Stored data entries
:::

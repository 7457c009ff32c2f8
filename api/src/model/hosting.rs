use chrono::{DateTime, Utc};
use derive_new::new;
use garde::Validate;
use kernel::model::hosting::event::{CreateHosting, UpdateHosting};
use kernel::model::hosting::{Guest, Hosting, HostingStatus};
use kernel::model::id::{EmployeeId, HostingId, RoomId};
use serde::{Deserialize, Serialize};

#[derive(Debug, Deserialize, Validate)]
#[serde(rename_all = "camelCase")]
pub struct CreateHostingRequest {
    #[garde(skip)]
    pub employee_id: EmployeeId,
    #[garde(length(min = 1))]
    pub guest_first_name: String,
    #[garde(length(min = 1))]
    pub guest_last_name: String,
    #[garde(skip)]
    #[serde(default)]
    pub guests: Vec<Guest>,
    #[garde(skip)]
    pub start_date: DateTime<Utc>,
    #[garde(skip)]
    pub end_date: DateTime<Utc>,
    #[garde(skip)]
    pub notes: Option<String>,
}

impl From<CreateHostingRequest> for CreateHosting {
    fn from(value: CreateHostingRequest) -> Self {
        let CreateHostingRequest {
            employee_id,
            guest_first_name,
            guest_last_name,
            guests,
            start_date,
            end_date,
            notes,
        } = value;
        CreateHosting {
            employee_id,
            guest_first_name,
            guest_last_name,
            guests,
            start_date,
            end_date,
            notes,
        }
    }
}

#[derive(Debug, Deserialize, Validate)]
#[serde(rename_all = "camelCase")]
pub struct UpdateHostingRequest {
    #[garde(skip)]
    pub guest_first_name: Option<String>,
    #[garde(skip)]
    pub guest_last_name: Option<String>,
    #[garde(skip)]
    pub start_date: Option<DateTime<Utc>>,
    #[garde(skip)]
    pub end_date: Option<DateTime<Utc>>,
    #[garde(skip)]
    pub notes: Option<String>,
    #[garde(skip)]
    pub status: Option<HostingStatus>,
}

#[derive(new)]
pub struct UpdateHostingRequestWithId(HostingId, UpdateHostingRequest);

impl From<UpdateHostingRequestWithId> for UpdateHosting {
    fn from(value: UpdateHostingRequestWithId) -> Self {
        let UpdateHostingRequestWithId(
            hosting_id,
            UpdateHostingRequest {
                guest_first_name,
                guest_last_name,
                start_date,
                end_date,
                notes,
                status,
            },
        ) = value;
        UpdateHosting {
            hosting_id,
            guest_first_name,
            guest_last_name,
            start_date,
            end_date,
            notes,
            status,
        }
    }
}

#[derive(Debug, Serialize)]
#[serde(rename_all = "camelCase")]
pub struct HostingResponse {
    pub id: HostingId,
    pub employee_id: EmployeeId,
    pub room_id: Option<RoomId>,
    pub guest_first_name: String,
    pub guest_last_name: String,
    pub guests: Vec<Guest>,
    pub applied_guest_count: i32,
    pub start_date: DateTime<Utc>,
    pub end_date: DateTime<Utc>,
    pub notes: Option<String>,
    pub status: HostingStatus,
}

impl From<Hosting> for HostingResponse {
    fn from(value: Hosting) -> Self {
        let Hosting {
            id,
            employee_id,
            room_id,
            guest_first_name,
            guest_last_name,
            guests,
            applied_guest_count,
            start_date,
            end_date,
            notes,
            status,
        } = value;
        Self {
            id,
            employee_id,
            room_id,
            guest_first_name,
            guest_last_name,
            guests,
            applied_guest_count,
            start_date,
            end_date,
            notes,
            status,
        }
    }
}

#[derive(Debug, Serialize)]
#[serde(rename_all = "camelCase")]
pub struct HostingsResponse {
    pub items: Vec<HostingResponse>,
}

impl From<Vec<Hosting>> for HostingsResponse {
    fn from(value: Vec<Hosting>) -> Self {
        Self {
            items: value.into_iter().map(HostingResponse::from).collect(),
        }
    }
}
pub mod event;

use chrono::{DateTime, Utc};

use crate::model::id::{AssignmentId, EmployeeId, RoomId};

/// One employee occupying one room over an interval. Rows are never
/// deleted: checkout stamps `check_out_date`, reassignment moves the room
/// reference while the assignment stays active.
#[derive(Debug, Clone)]
pub struct Assignment {
    pub id: AssignmentId,
    pub employee_id: EmployeeId,
    pub room_id: RoomId,
    pub check_in_date: DateTime<Utc>,
    pub expected_check_out_date: Option<DateTime<Utc>>,
    pub check_out_date: Option<DateTime<Utc>>,
}

impl Assignment {
    pub fn is_active(&self) -> bool {
        self.check_out_date.is_none()
    }
}

#[derive(Debug)]
pub struct ReassignOutcome {
    pub old_assignment: Assignment,
    pub new_assignment: Assignment,
}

:::

Write the records out once more. Change nothing.

THE COMPLETED TASK:
repository 7457c009ff32c2f8
filename api/src/model/hosting.rs
use chrono::{DateTime, Utc};
use derive_new::new;
use garde::Validate;
use kernel::model::hosting::event::{CreateHosting, UpdateHosting};
use kernel::model::hosting::{Guest, Hosting, HostingStatus};
use kernel::model::id::{EmployeeId, HostingId, RoomId};
use serde::{Deserialize, Serialize};

#[derive(Debug, Deserialize, Validate)]
#[serde(rename_all = "camelCase")]
pub struct CreateHostingRequest {
    #[garde(skip)]
    pub employee_id: EmployeeId,
    #[garde(length(min = 1))]
    pub guest_first_name: String,
    #[garde(length(min = 1))]
    pub guest_last_name: String,
    #[garde(skip)]
    #[serde(default)]
    pub guests: Vec<Guest>,
    #[garde(skip)]
    pub start_date: DateTime<Utc>,
    #[garde(skip)]
    pub end_date: DateTime<Utc>,
    #[garde(skip)]
    pub notes: Option<String>,
}

impl From<CreateHostingRequest> for CreateHosting {
    fn from(value: CreateHostingRequest) -> Self {
        let CreateHostingRequest {
            employee_id,
            guest_first_name,
            guest_last_name,
            guests,
            start_date,
            end_date,
            notes,
        } = value;
        CreateHosting {
            employee_id,
            guest_first_name,
            guest_last_name,
            guests,
            start_date,
            end_date,
            notes,
        }
    }
}

#[derive(Debug, Deserialize, Validate)]
#[serde(rename_all = "camelCase")]
pub struct UpdateHostingRequest {
    #[garde(skip)]
    pub guest_first_name: Option<String>,
    #[garde(skip)]
    pub guest_last_name: Option<String>,
    #[garde(skip)]
    pub start_date: Option<DateTime<Utc>>,
    #[garde(skip)]
    pub end_date: Option<DateTime<Utc>>,
    #[garde(skip)]
    pub notes: Option<String>,
    #[garde(skip)]
    pub status: Option<HostingStatus>,
}

#[derive(new)]
pub struct UpdateHostingRequestWithId(HostingId, UpdateHostingRequest);

impl From<UpdateHostingRequestWithId> for UpdateHosting {
    fn from(value: UpdateHostingRequestWithId) -> Self {
        let UpdateHostingRequestWithId(
            hosting_id,
            UpdateHostingRequest {
                guest_first_name,
                guest_last_name,
                start_date,
                end_date,
                notes,
                status,
            },
        ) = value;
        UpdateHosting {
            hosting_id,
            guest_first_name,
            guest_last_name,
            start_date,
            end_date,
            notes,
            status,
        }
    }
}

#[derive(Debug, Serialize)]
#[serde(rename_all = "camelCase")]
pub struct HostingResponse {
    pub id: HostingId,
    pub employee_id: EmployeeId,
    pub room_id: Option<RoomId>,
    pub guest_first_name: String,
    pub guest_last_name: String,
    pub guests: Vec<Guest>,
    pub applied_guest_count: i32,
    pub start_date: DateTime<Utc>,
    pub end_date: DateTime<Utc>,
    pub notes: Option<String>,
    pub status: HostingStatus,
}

impl From<Hosting> for HostingResponse {
    fn from(value: Hosting) -> Self {
        let Hosting {
            id,
            employee_id,
            room_id,
            guest_first_name,
            guest_last_name,
            guests,
            applied_guest_count,
            start_date,
            end_date,
            notes,
            status,
        } = value;
        Self {
            id,
            employee_id,
            room_id,
            guest_first_name,
            guest_last_name,
            guests,
            applied_guest_count,
            start_date,
            end_date,
            notes,
            status,
        }
    }
}

#[derive(Debug, Serialize)]
#[serde(rename_all = "camelCase")]
pub struct HostingsResponse {
    pub items: Vec<HostingResponse>,
}

impl From<Vec<Hosting>> for HostingsResponse {
    fn from(value: Vec<Hosting>) -> Self {
        Self {
            items: value.into_iter().map(HostingResponse::from).collect(),
        }
    }
}
pub mod event;

use chrono::{DateTime, Utc};

use crate::model::id::{AssignmentId, EmployeeId, RoomId};

/// One employee occupying one room over an interval. Rows are never
/// deleted: checkout stamps `check_out_date`, reassignment moves the room
/// reference while the assignment stays active.
#[derive(Debug, Clone)]
pub struct Assignment {
    pub id: AssignmentId,
    pub employee_id: EmployeeId,
    pub room_id: RoomId,
    pub check_in_date: DateTime<Utc>,
    pub expected_check_out_date: Option<DateTime<Utc>>,
    pub check_out_date: Option<DateTime<Utc>>,
}

impl Assignment {
    pub fn is_active(&self) -> bool {
        self.check_out_date.is_none()
    }
}

#[derive(Debug)]
pub struct ReassignOutcome {
    pub old_assignment: Assignment,
    pub new_assignment: Assignment,
}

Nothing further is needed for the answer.